But its not yet there, mbox is closest - as it can intercept any socket
syscalls from a process, and then choose to deny based on the socket syscall
arguments. Firejail could do the same, as it also has seccomp filters.

Firejail is pre-compiled with syscall filter table, but could be
extended/fixed to provide those in a config file.

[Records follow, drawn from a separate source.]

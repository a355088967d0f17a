//! formguide CLI
//!
//! Command-line interface for formguide - a local list of exercise guides.

use std::fs::OpenOptions;
use std::path::PathBuf;

use anyhow::{Context, Result};
use clap::{Parser, Subcommand};
use tracing::info;
use tracing_subscriber::EnvFilter;

use formguide_core::{Config, ItemStore, SortKey, StorageError, StoreError};

mod clipboard;
mod commands;
mod editor;
mod output;

use commands::item::FieldArgs;
use output::{Output, OutputFormat};

#[derive(Parser)]
#[command(name = "formguide")]
#[command(about = "formguide - Local-first exercise guides")]
#[command(version)]
#[command(propagate_version = true)]
struct Cli {
    /// Output as JSON
    #[arg(long, global = true)]
    json: bool,

    /// Quiet mode - minimal output
    #[arg(short, long, global = true)]
    quiet: bool,

    /// Use this config file instead of the default
    #[arg(long, global = true, value_name = "PATH")]
    config: Option<PathBuf>,

    #[command(subcommand)]
    command: Option<Commands>,
}

#[derive(Subcommand)]
enum Commands {
    /// Add a new item
    #[command(alias = "create")]
    Add {
        /// Item title
        title: String,
        #[command(flatten)]
        fields: FieldFlags,
        /// Write the instructions in $EDITOR
        #[arg(short, long)]
        editor: bool,
    },
    /// List items (default command)
    #[command(alias = "ls")]
    List {
        /// Only show items whose text contains this query
        query: Option<String>,
        /// Sort by title, updatedAt or createdAt
        #[arg(short, long)]
        sort: Option<String>,
        /// Only show items with this tag
        #[arg(short, long)]
        tag: Option<String>,
    },
    /// Show item details
    Show {
        /// Item ID (full UUID or prefix)
        id: String,
    },
    /// Edit an item (prompts for each field when no flags are given)
    Edit {
        /// Item ID (full UUID or prefix)
        id: String,
        /// New title
        #[arg(short = 'T', long)]
        title: Option<String>,
        #[command(flatten)]
        fields: FieldFlags,
        /// Edit the instructions in $EDITOR
        #[arg(short, long)]
        editor: bool,
    },
    /// Delete an item
    #[command(alias = "rm")]
    Delete {
        /// Item ID (full UUID or prefix)
        id: String,
        /// Skip the confirmation prompt
        #[arg(short, long)]
        yes: bool,
    },
    /// Copy an item to the clipboard
    Copy {
        /// Item ID (full UUID or prefix)
        id: String,
    },
    /// Open an item's link in the browser
    OpenLink {
        /// Item ID (full UUID or prefix)
        id: String,
    },
    /// List all tags
    Tags,
    /// Export all items to a JSON file
    Export {
        /// Output file (defaults to a timestamped name in the current directory)
        path: Option<PathBuf>,
        /// Print the JSON instead of writing a file
        #[arg(long, conflicts_with = "path")]
        stdout: bool,
    },
    /// Replace all items with an exported JSON file
    Import {
        /// File produced by `formguide export`
        file: PathBuf,
    },
    /// Print a link that carries the whole list
    Share,
    /// Load the list carried by a share link
    Receive {
        /// Share link
        url: String,
        /// Skip the confirmation prompt
        #[arg(short, long)]
        yes: bool,
    },
    /// Show storage status
    Status,
    /// Show or set configuration
    Config {
        #[command(subcommand)]
        command: Option<ConfigCommands>,
    },
}

#[derive(clap::Args)]
struct FieldFlags {
    /// Instructions
    #[arg(short, long)]
    content: Option<String>,
    /// Caution notes
    #[arg(short = 'C', long)]
    caution: Option<String>,
    /// Reference link
    #[arg(short, long)]
    link: Option<String>,
    /// Comma-separated tags
    #[arg(short, long)]
    tags: Option<String>,
}

impl FieldFlags {
    fn into_args(self, title: Option<String>) -> FieldArgs {
        FieldArgs {
            title,
            content: self.content,
            caution: self.caution,
            link: self.link,
            tags: self.tags,
        }
    }
}

#[derive(Subcommand, Clone)]
enum ConfigCommands {
    /// Show current configuration
    Show,
    /// Set a configuration value
    Set {
        /// Configuration key (data_dir, default_sort, share_base_url, log_file)
        key: String,
        /// Configuration value
        value: String,
    },
}

fn main() -> Result<()> {
    let cli = Cli::parse();
    let output = Output::new(OutputFormat::from_flags(cli.json, cli.quiet));
    let config_path = cli.config.as_ref();

    // Config commands work without opening the store
    if let Some(Commands::Config { command }) = &cli.command {
        return handle_config_command(command.clone(), config_path, &output);
    }

    let config =
        Config::load_with_cli_override(config_path).context("Failed to load configuration")?;
    init_logging(&config);

    let mut store = ItemStore::open_with_config(&config);
    info!("Opened {} item(s) from {:?}", store.len(), config.data_dir);

    let result = match cli.command {
        None => commands::item::list(&store, None, config.default_sort.clone(), None, &output),
        Some(Commands::Add {
            title,
            fields,
            editor,
        }) => commands::item::add(&mut store, fields.into_args(Some(title)), editor, &output),
        Some(Commands::List { query, sort, tag }) => {
            let sort = sort
                .map(SortKey::from)
                .unwrap_or_else(|| config.default_sort.clone());
            commands::item::list(&store, query, sort, tag, &output)
        }
        Some(Commands::Show { id }) => commands::item::show(&mut store, id, &output),
        Some(Commands::Edit {
            id,
            title,
            fields,
            editor,
        }) => commands::item::edit(&mut store, id, fields.into_args(title), editor, &output),
        Some(Commands::Delete { id, yes }) => commands::item::delete(&mut store, id, yes, &output),
        Some(Commands::Copy { id }) => commands::item::copy(&store, id, &output),
        Some(Commands::OpenLink { id }) => commands::item::open_link(&store, id, &output),
        Some(Commands::Tags) => commands::item::tags(&store, &output),
        Some(Commands::Export { path, stdout }) => {
            commands::transfer::export(&store, path, stdout, &output)
        }
        Some(Commands::Import { file }) => commands::transfer::import(&mut store, file, &output),
        Some(Commands::Share) => commands::share::share(&store, &config, &output),
        Some(Commands::Receive { url, yes }) => {
            commands::share::receive(&mut store, url, yes, &output)
        }
        Some(Commands::Status) => commands::status::show(&store, &config, &output),
        Some(Commands::Config { .. }) => unreachable!(), // Handled above
    };

    // The in-memory change stands even when the write failed
    if let Some(err) = store.last_storage_error() {
        for line in storage_warnings(err) {
            output.warn(&line);
        }
    }

    if let Err(e) = &result {
        if let Some(err) = user_error(e) {
            eprintln!("Error: {}", err);
            std::process::exit(1);
        }
    }
    result
}

/// Bad input or an unknown id: reported without the context chain
fn user_error(error: &anyhow::Error) -> Option<&StoreError> {
    error
        .downcast_ref::<StoreError>()
        .filter(|err| err.is_user_error())
}

fn storage_warnings(err: &StorageError) -> Vec<String> {
    let mut lines = vec![format!("Changes were not saved: {}", err)];
    lines.extend(err.recovery_suggestion().map(String::from));
    if err.is_recoverable() {
        lines.push("Then run the command again.".to_string());
    } else {
        lines.push("Set FORMGUIDE_LOG=debug and retry for details.".to_string());
    }
    lines
}

fn handle_config_command(
    command: Option<ConfigCommands>,
    config_path: Option<&PathBuf>,
    output: &Output,
) -> Result<()> {
    match command {
        Some(ConfigCommands::Show) | None => commands::config::show(config_path, output),
        Some(ConfigCommands::Set { key, value }) => {
            commands::config::set(key, value, config_path, output)
        }
    }
}

/// Initialize file logging when FORMGUIDE_LOG is set
fn init_logging(config: &Config) {
    let Ok(log_level) = std::env::var("FORMGUIDE_LOG") else {
        return;
    };

    let log_path = config.log_path();

    let log_file = match OpenOptions::new().create(true).append(true).open(&log_path) {
        Ok(f) => f,
        Err(e) => {
            eprintln!("Warning: Could not open log file {:?}: {}", log_path, e);
            return;
        }
    };

    let env_filter = EnvFilter::new(format!(
        "formguide_core={},formguide_cli={}",
        log_level, log_level
    ));

    let _ = tracing_subscriber::fmt()
        .with_env_filter(env_filter)
        .with_target(false)
        .with_ansi(false)
        .with_writer(log_file)
        .try_init();

    info!("Logging initialized to {:?}", log_path);
}
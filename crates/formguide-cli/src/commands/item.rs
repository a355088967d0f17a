//! Item command handlers

use anyhow::{bail, Context, Result};

use formguide_core::clipboard::format_for_clipboard;
use formguide_core::{
    Item, ItemDraft, ItemPatch, ItemStore, KeyValueStore, SortKey, MAX_TITLE_CHARS,
};

use crate::clipboard::copy_to_clipboard;
use crate::editor::{approve, edit_instructions, prompt_with_default};
use crate::output::{short_id, Output};

/// Field values given on the command line for add/edit
#[derive(Debug, Default)]
pub struct FieldArgs {
    pub title: Option<String>,
    pub content: Option<String>,
    pub caution: Option<String>,
    pub link: Option<String>,
    pub tags: Option<String>,
}

impl FieldArgs {
    fn is_empty(&self) -> bool {
        self.title.is_none()
            && self.content.is_none()
            && self.caution.is_none()
            && self.link.is_none()
            && self.tags.is_none()
    }
}

/// Create a new item
pub fn add<S: KeyValueStore>(
    store: &mut ItemStore<S>,
    fields: FieldArgs,
    use_editor: bool,
    output: &Output,
) -> Result<()> {
    let title = fields.title.unwrap_or_default();
    check_title_length(&title)?;

    let content = match fields.content {
        Some(content) => content,
        None if use_editor => edit_instructions(&title, "")?,
        None => String::new(),
    };

    let draft = ItemDraft {
        title,
        content,
        caution: fields.caution.unwrap_or_default(),
        link: fields.link.unwrap_or_default(),
        tags: fields.tags.unwrap_or_default(),
    };

    let id = store.create(&draft).context("Failed to add item")?;

    output.success(&format!("Added item: {}", short_id(&id)));
    if let Some(item) = store.get(&id) {
        output.print_item(item);
    }
    Ok(())
}

/// List items, filtered and sorted
pub fn list<S: KeyValueStore>(
    store: &ItemStore<S>,
    query: Option<String>,
    sort: SortKey,
    tag: Option<String>,
    output: &Output,
) -> Result<()> {
    let mut items = store.view(query.as_deref().unwrap_or(""), &sort);
    if let Some(ref tag) = tag {
        items.retain(|item| item.tags.iter().any(|t| t.eq_ignore_ascii_case(tag)));
    }

    output.print_items(&items);
    Ok(())
}

/// Show a single item
pub fn show<S: KeyValueStore>(
    store: &mut ItemStore<S>,
    id: String,
    output: &Output,
) -> Result<()> {
    let id = store.resolve_id(&id)?;
    store.select(&id)?;

    if let Some(item) = store.selected() {
        output.print_item(item);
    }
    Ok(())
}

/// Edit an item from flags, the editor, or interactive prompts
pub fn edit<S: KeyValueStore>(
    store: &mut ItemStore<S>,
    id: String,
    fields: FieldArgs,
    use_editor: bool,
    output: &Output,
) -> Result<()> {
    let id = store.resolve_id(&id)?;
    let item = store
        .get(&id)
        .cloned()
        .ok_or_else(|| anyhow::anyhow!("Item not found: {}", id))?;

    let mut patch = if fields.is_empty() && !use_editor {
        prompt_patch(&item)?
    } else {
        ItemPatch {
            title: fields.title,
            content: fields.content,
            caution: fields.caution,
            link: fields.link,
            tags: fields.tags,
        }
    };

    if use_editor && patch.content.is_none() {
        patch.content = Some(edit_instructions(&item.title, &item.content)?);
    }

    if patch.is_empty() {
        output.message("Nothing changed.");
        return Ok(());
    }
    if let Some(ref title) = patch.title {
        check_title_length(title)?;
    }

    store.update(&id, &patch).context("Failed to update item")?;

    output.success("Item updated");
    if let Some(item) = store.get(&id) {
        output.print_item(item);
    }
    Ok(())
}

/// Delete an item after confirmation
pub fn delete<S: KeyValueStore>(
    store: &mut ItemStore<S>,
    id: String,
    yes: bool,
    output: &Output,
) -> Result<()> {
    let id = store.resolve_id(&id)?;
    let intent = store.request_delete(&id)?;

    let prompt = format!("Delete '{}' ({})?", intent.title, short_id(&intent.id));
    if !approve(&prompt, yes, output.should_prompt())? {
        output.message("Cancelled. Pass --yes to delete without a prompt.");
        return Ok(());
    }

    store
        .confirm_delete(intent)
        .context("Failed to delete item")?;

    output.success(&format!("Deleted item: {}", id));
    Ok(())
}

/// Copy an item's text to the clipboard
pub fn copy<S: KeyValueStore>(store: &ItemStore<S>, id: String, output: &Output) -> Result<()> {
    let id = store.resolve_id(&id)?;
    let item = store
        .get(&id)
        .ok_or_else(|| anyhow::anyhow!("Item not found: {}", id))?;
    let text = format_for_clipboard(item);

    match copy_to_clipboard(&text) {
        Ok(()) => output.success(&format!("Copied '{}' to the clipboard", item.title)),
        Err(e) => {
            output.warn(&format!(
                "Could not reach the clipboard ({}). Copy the text below instead:",
                e
            ));
            println!("{}", text);
        }
    }
    Ok(())
}

/// Open an item's reference link in the browser
pub fn open_link<S: KeyValueStore>(
    store: &ItemStore<S>,
    id: String,
    output: &Output,
) -> Result<()> {
    let id = store.resolve_id(&id)?;
    let item = store
        .get(&id)
        .ok_or_else(|| anyhow::anyhow!("Item not found: {}", id))?;

    let link = item.link.trim();
    if link.is_empty() {
        bail!("'{}' has no link", item.title);
    }

    open::that(link).with_context(|| format!("Failed to open {}", link))?;
    output.success(&format!("Opened {}", link));
    Ok(())
}

/// List all tags with usage counts
pub fn tags<S: KeyValueStore>(store: &ItemStore<S>, output: &Output) -> Result<()> {
    output.print_tags(&store.tags_with_counts());
    Ok(())
}

fn check_title_length(title: &str) -> Result<()> {
    let len = title.trim().chars().count();
    if len > MAX_TITLE_CHARS {
        bail!(
            "Title is {} characters long; keep it to {} or fewer",
            len,
            MAX_TITLE_CHARS
        );
    }
    Ok(())
}

/// Ask for each field, keeping the current value on empty input
fn prompt_patch(item: &Item) -> Result<ItemPatch> {
    println!("Editing item: {}", item.id);
    println!("Press Enter to keep current value, or type new value.\n");

    Ok(ItemPatch {
        title: prompt_with_default("Title", &item.title)?,
        content: prompt_with_default("Instructions", &item.content)?,
        caution: prompt_with_default("Caution", &item.caution)?,
        link: prompt_with_default("Link", &item.link)?,
        tags: prompt_with_default("Tags (comma-separated)", &item.tags.join(", "))?,
    })
}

Hm, actually Im thinking firejail extended like this - firejailed process
could be run in its own network namespace, catch any socket syscalls with a
seccomp-filter, show what the process attempted to do to the user (through
syslog or another daemon listening to present question to user with choice of
UI), then if he denies/accepts it - run iptables -A OUTPUT -j
REJECT/DROP/ACCEPT in the namespace of the process. Then save the "profile"
for the process somewhere for next time it is invoked with firejail! Yes, yes,
this would be quite nice!

And all of this, even the invocation of programs using firejail with their
respective profiles could be automated/integrated seamlessly, with say KDE!
This would be BEAUTIFUL.

------
antocv
This is nice for example, just firejail --seccomp --private --profile
your_profile bash and then run your more-secure rtorrent "session". If
rtorrent is breached, say buffer overflow/string format, the exploit would not
have access to your ~. Let your rtorrent files be somewhere else than /home
like /mnt/stuff.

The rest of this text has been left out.